I mentioned in a previous article how the development of Messer’s character in Macross Delta was interesting and troubling in equal measure, how he was depicted as a poor mentor and yet also an interesting self-destructive figure. That episode 10 continued his story was to its credit; the ideas hinted at in episode 9 were the sort of plot points that could not be handwaved away or pushed to the back. However, the episode also introduced another plot development that – as so many of Delta‘s developments do – left me with an interesting mixture of concern and intrigue.
The episode introduced Berger, of the Epsilon Foundation – some unknown organisation working alongside Windermere to aid their mission and develop some device – the “Sigur Valens” – to this end. I am not sure if Delta needed a secret society and conspiracy plot; although Windermere were hypocritical and really quite evil in their knightly aesthetic, they were an interesting faction – a young race which had come upon an ancient power they understood well enough to use to conquer numerous planets, and used this to claim legitimacy and a close connection to the precursor race. There was a self-awareness to them – they were an ungainly, inconsistent mess of evil empire cliches that suited their presentation as a self-styled conquering force fighting a war based on quite probably suspicious grounds. To learn they are either being manipulated by, or working alongside, some apparently human secret society that is helping them master their precursor race weapon is a little staid.

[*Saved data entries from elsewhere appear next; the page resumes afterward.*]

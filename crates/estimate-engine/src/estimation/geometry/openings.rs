use std::collections::BTreeMap;

use serde::{Deserialize, Serialize};

use crate::estimation::diagnostics::{EstimateWarning, WarningCode};
use crate::estimation::money::round2;

const OVERSIZED_DIMENSION_FT: f64 = 15.0;
const OVERSIZED_AREA_SF: f64 = 200.0;

#[derive(Debug, Clone, Copy, PartialEq, Eq, PartialOrd, Ord, Hash, Serialize, Deserialize)]
#[serde(rename_all = "snake_case")]
pub enum OpeningType {
    Door,
    DoubleDoor,
    SlidingDoor,
    GarageDoor,
    Window,
    Archway,
    MissingWall,
    Other,
}

impl OpeningType {
    pub const fn label(self) -> &'static str {
        match self {
            Self::Door => "Door",
            Self::DoubleDoor => "Double Door",
            Self::SlidingDoor => "Sliding Door",
            Self::GarageDoor => "Garage Door",
            Self::Window => "Window",
            Self::Archway => "Archway",
            Self::MissingWall => "Missing Wall",
            Self::Other => "Opening",
        }
    }

    /// Default `(width, height)` in feet. Missing walls span the full room height.
    pub fn default_dimensions(self, room_height: f64) -> (f64, f64) {
        match self {
            Self::Door => (2.67, 6.67),
            Self::DoubleDoor => (5.33, 6.67),
            Self::SlidingDoor => (6.0, 6.67),
            Self::GarageDoor => (9.0, 7.0),
            Self::Window => (3.0, 4.0),
            Self::Archway => (3.0, 6.67),
            Self::MissingWall => (4.0, room_height.max(0.0)),
            Self::Other => (3.0, 6.67),
        }
    }
}

fn one() -> u32 {
    1
}

/// Door, window, or other gap in a room's walls as captured in the field.
#[derive(Debug, Clone, PartialEq, Serialize, Deserialize)]
pub struct Opening {
    pub opening_type: OpeningType,
    #[serde(default)]
    pub width: Option<f64>,
    #[serde(default)]
    pub height: Option<f64>,
    #[serde(default = "one")]
    pub quantity: u32,
    #[serde(default)]
    pub wall: Option<String>,
    #[serde(default)]
    pub goes_to_floor: bool,
    #[serde(default)]
    pub goes_to_ceiling: bool,
}

impl Opening {
    pub fn new(opening_type: OpeningType, width: Option<f64>, height: Option<f64>) -> Self {
        Self {
            opening_type,
            width,
            height,
            quantity: 1,
            wall: None,
            goes_to_floor: false,
            goes_to_ceiling: false,
        }
    }

    pub fn to_floor(mut self) -> Self {
        self.goes_to_floor = true;
        self
    }

    pub fn to_ceiling(mut self) -> Self {
        self.goes_to_ceiling = true;
        self
    }

    pub fn times(mut self, quantity: u32) -> Self {
        self.quantity = quantity;
        self
    }
}

/// Opening with both dimensions settled, ready to deduct.
#[derive(Debug, Clone, PartialEq, Serialize)]
pub struct ResolvedOpening {
    pub opening_type: OpeningType,
    pub width: f64,
    pub height: f64,
    pub quantity: u32,
    /// Area of a single opening, rounded.
    pub area: f64,
    pub wall: Option<String>,
    pub goes_to_floor: bool,
    pub goes_to_ceiling: bool,
    pub defaulted: bool,
}

#[derive(Debug, Clone, Default, PartialEq, Serialize)]
pub struct TypeDeduction {
    pub count: u32,
    pub area: f64,
}

#[derive(Debug, Clone, Default, PartialEq, Serialize)]
pub struct OpeningDeductions {
    pub openings: Vec<ResolvedOpening>,
    pub total_area: f64,
    /// Summed width of openings that reach the floor.
    pub floor_width: f64,
    /// Summed width of openings that reach the ceiling.
    pub ceiling_width: f64,
    pub by_type: BTreeMap<OpeningType, TypeDeduction>,
    pub warnings: Vec<EstimateWarning>,
}

fn explicit(value: Option<f64>) -> Option<f64> {
    value.filter(|v| v.is_finite() && *v > 0.0)
}

/// Resolve every opening's dimensions and accumulate the deduction totals.
pub fn resolve_openings(openings: &[Opening], room_height: f64) -> OpeningDeductions {
    let mut deductions = OpeningDeductions::default();
    let mut total_area = 0.0;
    let mut floor_width = 0.0;
    let mut ceiling_width = 0.0;

    for (index, opening) in openings.iter().enumerate() {
        let subject = format!("opening {} ({})", index + 1, opening.opening_type.label());
        let (default_width, default_height) =
            opening.opening_type.default_dimensions(room_height);

        let width = explicit(opening.width);
        let height = explicit(opening.height);
        let defaulted = width.is_none() || height.is_none();
        let width = width.unwrap_or(default_width);
        let height = height.unwrap_or(default_height);

        if defaulted {
            deductions.warnings.push(EstimateWarning::new(
                WarningCode::DefaultedOpeningDimensions,
                subject.clone(),
                format!("dimensions defaulted to {:.2} x {:.2} ft", width, height),
            ));
        }
        if width > OVERSIZED_DIMENSION_FT || height > OVERSIZED_DIMENSION_FT {
            deductions.warnings.push(EstimateWarning::new(
                WarningCode::OversizedOpening,
                subject.clone(),
                format!(
                    "{:.2} x {:.2} ft exceeds {:.0} ft; verify measurement",
                    width, height, OVERSIZED_DIMENSION_FT
                ),
            ));
        }
        let single_area = width * height;
        if single_area > OVERSIZED_AREA_SF {
            deductions.warnings.push(EstimateWarning::new(
                WarningCode::OversizedOpeningArea,
                subject,
                format!(
                    "{:.2} SF exceeds {:.0} SF for a single opening",
                    single_area, OVERSIZED_AREA_SF
                ),
            ));
        }

        let quantity = f64::from(opening.quantity);
        total_area += single_area * quantity;
        if opening.goes_to_floor {
            floor_width += width * quantity;
        }
        if opening.goes_to_ceiling {
            ceiling_width += width * quantity;
        }

        let entry = deductions.by_type.entry(opening.opening_type).or_default();
        entry.count += opening.quantity;
        entry.area = round2(entry.area + single_area * quantity);

        deductions.openings.push(ResolvedOpening {
            opening_type: opening.opening_type,
            width,
            height,
            quantity: opening.quantity,
            area: round2(single_area),
            wall: opening.wall.clone(),
            goes_to_floor: opening.goes_to_floor,
            goes_to_ceiling: opening.goes_to_ceiling,
            defaulted,
        });
    }

    deductions.total_area = round2(total_area);
    deductions.floor_width = round2(floor_width);
    deductions.ceiling_width = round2(ceiling_width);
    deductions
}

I would not want to say for certain if the fact Epsilon’s delegate is called Berger is an intentional reference but there is only one Berger that comes to mind in a discussion of cultural power and interpretation – John Berger, author of Ways of Seeing. This book says the following; “History always constitutes the relationship between a present and its past” (Ways of Seeing, p4), and “Publicity helps to mask and compensate for all that is undemocratic within society. And it also masks what is happening in the rest of the world.” (ibid., p143) Dwelling too much on scouring Ways of Seeing for readings of the presentation of Windermere and Epsilon in Delta is probably a fool’s errand (I doubt there is the same level of intertextuality as when Eureka Seven evokes Greg Egan) but at the very least one can see the way the book in question discusses the power of historical legacy, pop culture and advertising as very Macross-like. I would recommend the book (and Howells’ Visual Culture) as good entry-points to cultural criticism for anyone interested in reading beyond what Macross offers about pop culture as a social force. In the same way I would highly recommend Barthes’ Image Music Text as a good entry point to ideas of intertextuality and connotative meaning – something I have constantly referred to in discussion of Delta‘s use of franchise references.

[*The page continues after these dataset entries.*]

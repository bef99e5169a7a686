//! Currency and measurement rounding shared by every calculation stage.
//!
//! Values are rounded to cents at each arithmetic boundary. Rounding only once
//! at the end yields different totals for some inputs than the receiving
//! estimate platform computes.

/// Round half away from zero to two decimals. Non-finite input becomes zero.
pub fn round2(value: f64) -> f64 {
    if !value.is_finite() {
        return 0.0;
    }
    // `+ 0.0` folds negative zero into positive zero.
    (value * 100.0).round() / 100.0 + 0.0
}

/// Clamp to `[0, 100]`, treating NaN as zero.
pub fn clamp_percent(value: f64) -> f64 {
    if value.is_nan() {
        return 0.0;
    }
    value.clamp(0.0, 100.0)
}

/// Floor at zero, treating NaN as zero.
pub fn non_negative(value: f64) -> f64 {
    if value > 0.0 && value.is_finite() {
        value
    } else {
        0.0
    }
}

/// `round2(value)` rendered with exactly two decimals.
pub fn fixed2(value: f64) -> String {
    format!("{:.2}", round2(value))
}

#[cfg(test)]
mod tests {
    use super::*;

    #[test]
    fn round2_rounds_half_away_from_zero() {
        assert_eq!(round2(2.675_000_1), 2.68);
        assert_eq!(round2(20.009_999_999_999_998), 20.01);
        assert_eq!(round2(-0.001), 0.0);
        assert!(round2(-0.001).is_sign_positive());
        assert_eq!(round2(f64::NAN), 0.0);
    }

    #[test]
    fn clamps_percentages_and_amounts() {
        assert_eq!(clamp_percent(140.0), 100.0);
        assert_eq!(clamp_percent(-3.0), 0.0);
        assert_eq!(clamp_percent(f64::NAN), 0.0);
        assert_eq!(non_negative(-12.5), 0.0);
        assert_eq!(non_negative(f64::INFINITY), 0.0);
        assert_eq!(non_negative(4.2), 4.2);
    }

    #[test]
    fn fixed2_always_emits_two_decimals() {
        assert_eq!(fixed2(352.0), "352.00");
        assert_eq!(fixed2(0.1 + 0.2), "0.30");
        assert_eq!(fixed2(-0.0), "0.00");
    }
}
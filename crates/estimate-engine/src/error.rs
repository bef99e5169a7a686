use crate::config::ConfigError;
use crate::estimation::interchange::InterchangeError;
use crate::estimation::pipeline::PipelineError;
use crate::estimation::scope::CatalogError;
use crate::estimation::settlement::RulesError;
use crate::telemetry::TelemetryError;
use std::fmt;

#[derive(Debug)]
pub enum AppError {
    Config(ConfigError),
    Telemetry(TelemetryError),
    Io(std::io::Error),
    Json(serde_json::Error),
    Catalog(CatalogError),
    Rules(RulesError),
    Pipeline(PipelineError),
    Interchange(InterchangeError),
}

impl fmt::Display for AppError {
    fn fmt(&self, f: &mut fmt::Formatter<'_>) -> fmt::Result {
        match self {
            AppError::Config(err) => write!(f, "configuration error: {}", err),
            AppError::Telemetry(err) => write!(f, "telemetry error: {}", err),
            AppError::Io(err) => write!(f, "io error: {}", err),
            AppError::Json(err) => write!(f, "invalid request document: {}", err),
            AppError::Catalog(err) => write!(f, "catalog error: {}", err),
            AppError::Rules(err) => write!(f, "settlement rules error: {}", err),
            AppError::Pipeline(err) => write!(f, "estimate error: {}", err),
            AppError::Interchange(err) => write!(f, "export error: {}", err),
        }
    }
}

impl std::error::Error for AppError {
    fn source(&self) -> Option<&(dyn std::error::Error + 'static)> {
        match self {
            AppError::Config(err) => Some(err),
            AppError::Telemetry(err) => Some(err),
            AppError::Io(err) => Some(err),
            AppError::Json(err) => Some(err),
            AppError::Catalog(err) => Some(err),
            AppError::Rules(err) => Some(err),
            AppError::Pipeline(err) => Some(err),
            AppError::Interchange(err) => Some(err),
        }
    }
}

impl From<ConfigError> for AppError {
    fn from(value: ConfigError) -> Self {
        Self::Config(value)
    }
}

impl From<TelemetryError> for AppError {
    fn from(value: TelemetryError) -> Self {
        Self::Telemetry(value)
    }
}

impl From<std::io::Error> for AppError {
    fn from(value: std::io::Error) -> Self {
        Self::Io(value)
    }
}

impl From<serde_json::Error> for AppError {
    fn from(value: serde_json::Error) -> Self {
        Self::Json(value)
    }
}

impl From<CatalogError> for AppError {
    fn from(value: CatalogError) -> Self {
        Self::Catalog(value)
    }
}

impl From<RulesError> for AppError {
    fn from(value: RulesError) -> Self {
        Self::Rules(value)
    }
}

impl From<PipelineError> for AppError {
    fn from(value: PipelineError) -> Self {
        Self::Pipeline(value)
    }
}

impl From<InterchangeError> for AppError {
    fn from(value: InterchangeError) -> Self {
        Self::Interchange(value)
    }
}
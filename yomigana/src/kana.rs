//! カタカナからひらがなへの文字変換
//!
//! 辞書が返す読みはカタカナで表記されているため、これをひらがなに変換します。
//! 変換はUnicodeのカタカナブロック(U+30A0〜U+30FF)に対する固定オフセットのみで行い、
//! 文字の意味は考慮しません。そのため中黒(・)や長音記号(ー)のような記号類も
//! ブロック内にあれば同じように0x60だけずらされます。

/// カタカナブロックの先頭(゠ U+30A0)
const KATAKANA_BEGIN: u32 = 0x30A0;

/// カタカナブロックの末尾(ヿ U+30FF)
const KATAKANA_END: u32 = 0x30FF;

/// カタカナとひらがなのコードポイントの差
const KANA_OFFSET: u32 = 0x60;

/// 文字がカタカナブロックに含まれるかどうかを判定します。
#[inline(always)]
pub fn is_katakana(c: char) -> bool {
    (KATAKANA_BEGIN..=KATAKANA_END).contains(&u32::from(c))
}

/// 1文字をカタカナからひらがなに変換します。
///
/// カタカナブロック外の文字はそのまま返します。
///
/// # 例
///
/// ```
/// use yomigana::kana::katakana_to_hiragana;
///
/// assert_eq!(katakana_to_hiragana('ア'), 'あ');
/// assert_eq!(katakana_to_hiragana('漢'), '漢');
/// ```
#[inline]
pub fn katakana_to_hiragana(c: char) -> char {
    if is_katakana(c) {
        // U+3040..=U+309F は全てスカラー値なので失敗しない
        char::from_u32(u32::from(c) - KANA_OFFSET).unwrap_or(c)
    } else {
        c
    }
}

/// 文字列中のカタカナをすべてひらがなに変換します。
///
/// 出力の文字数は入力と常に一致します。
///
/// # 例
///
/// ```
/// use yomigana::kana::to_hiragana;
///
/// assert_eq!(to_hiragana("トウキョウ"), "とうきょう");
/// assert_eq!(to_hiragana("ラーメン"), "ら\u{309C}めん");
/// ```
pub fn to_hiragana(s: &str) -> String {
    s.chars().map(katakana_to_hiragana).collect()
}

This was an episode of two halves, however, and its greater part was Messer’s fate. I discussed previously the difficulties of moving on with his plot in any logical or reasonable way; he has painted himself as a self-destructive liability resigned to being a martyr, and so having him continue to fight for any length of time until such a point as drama would have him die would feel cheap and melodramatic. Instead, not an episode after recognising his failings he is removed from combat duty, sent away from the area of Var risk, and returns only to die fighting. At first this seems sudden and unsatisfying; he has shown signs of development as a character, and his story could go interesting places as someone rehabilitating after a past of mind control (indeed, this argument of culpability for crimes committed out of consciousness is explored interestingly in the recent film Captain America: Civil War), and now he is dead precisely how he predicted he would die – a noble sacrifice fighting the White Knight.

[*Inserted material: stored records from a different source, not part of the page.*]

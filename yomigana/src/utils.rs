//! 内部で使用するユーティリティ関数

use csv_core::ReadFieldResult;

/// CSV形式の1行を列に分割します。
///
/// ダブルクォートで囲まれた列の中のカンマは区切りとして扱いません。
/// 空の行に対しては空のベクタを返します。
pub(crate) fn parse_csv_row(row: &str) -> Vec<String> {
    let mut fields = vec![];
    let mut rdr = csv_core::Reader::new();
    let mut bytes = row.as_bytes();
    let mut output = [0; 4096];
    let mut field = vec![];
    loop {
        let (result, nin, nout) = rdr.read_field(bytes, &mut output);
        bytes = &bytes[nin..];
        field.extend_from_slice(&output[..nout]);
        match result {
            // 入力を使い切った場合は空の入力を与えて列を確定させる
            ReadFieldResult::InputEmpty | ReadFieldResult::OutputFull => {}
            ReadFieldResult::Field { record_end } => {
                fields.push(String::from_utf8_lossy(&field).into_owned());
                field.clear();
                if record_end {
                    return fields;
                }
            }
            ReadFieldResult::End => return fields,
        }
    }
}
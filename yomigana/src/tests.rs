//! yomiganaのテストモジュール群
//!
//! 変換処理と vibrato-rkyv による解析器の動作を検証するテストを含みます。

In balance, though, this turn of events is both a good end for Messer and a good raising of the stakes; it may feel cheap to discuss character death purely as a means of other characters “getting good” (the old canard of a loved one dying to “make it personal”) but the way Delta framed his death – an Area 88-esque flight into overwhelming odds as his love, Kaname, sung for him followed by one of the most intense dogfights of the series and a crucially unsentimental death simply worked in the melodramatic, over-the-top way Macross needs to work. This was not some long-drawn-out tears in the rain scene, no promising Nanako to take her to the beach or dramatically tearing out the reactor to send the dinosaurs to hell, but two fighter pilots playing chicken and one shooting truer than the other. The pilot who initially hated the concept of duelling but came to respect his enemy dies in a fair fight after having turned the tide of battle for his allies. The episode had been about him coming to terms with having to stop doing the one thing he loved – flying combat missions – and ends with him flying one last mission.
This is, in balance, the turning-point episode for Delta; Messer’s story is over, and it has been shown to have been about his building up a legacy. He showed that Delta squadron simply do not have what it takes against a technologically superior and more skilled foe – one so superior even the most talented member of the team proved inadequate. The episode did this in a way that was not grimdark in its perfunctoryness – it was not a cynical, arbitrary end like some Game of Thrones character killed in humiliating fashion, not was it a slow death of coughing up blood in Kaname’s arms, it was simply a soldier doing his best. Messer was Delta‘s consummate soldier, shown in his final episodes to be struggling to come to terms with his health issues and inability to continue as a pilot, and so his ending was as good as it can be. On the other side, the reveal of Epsilon calls a lot more into question about Windermere’s methods and motivations; did they approach Epsilon for help in their ideological war, or did Epsilon lean on them as the most interesting horse to back in their own mission to destablise the UNS?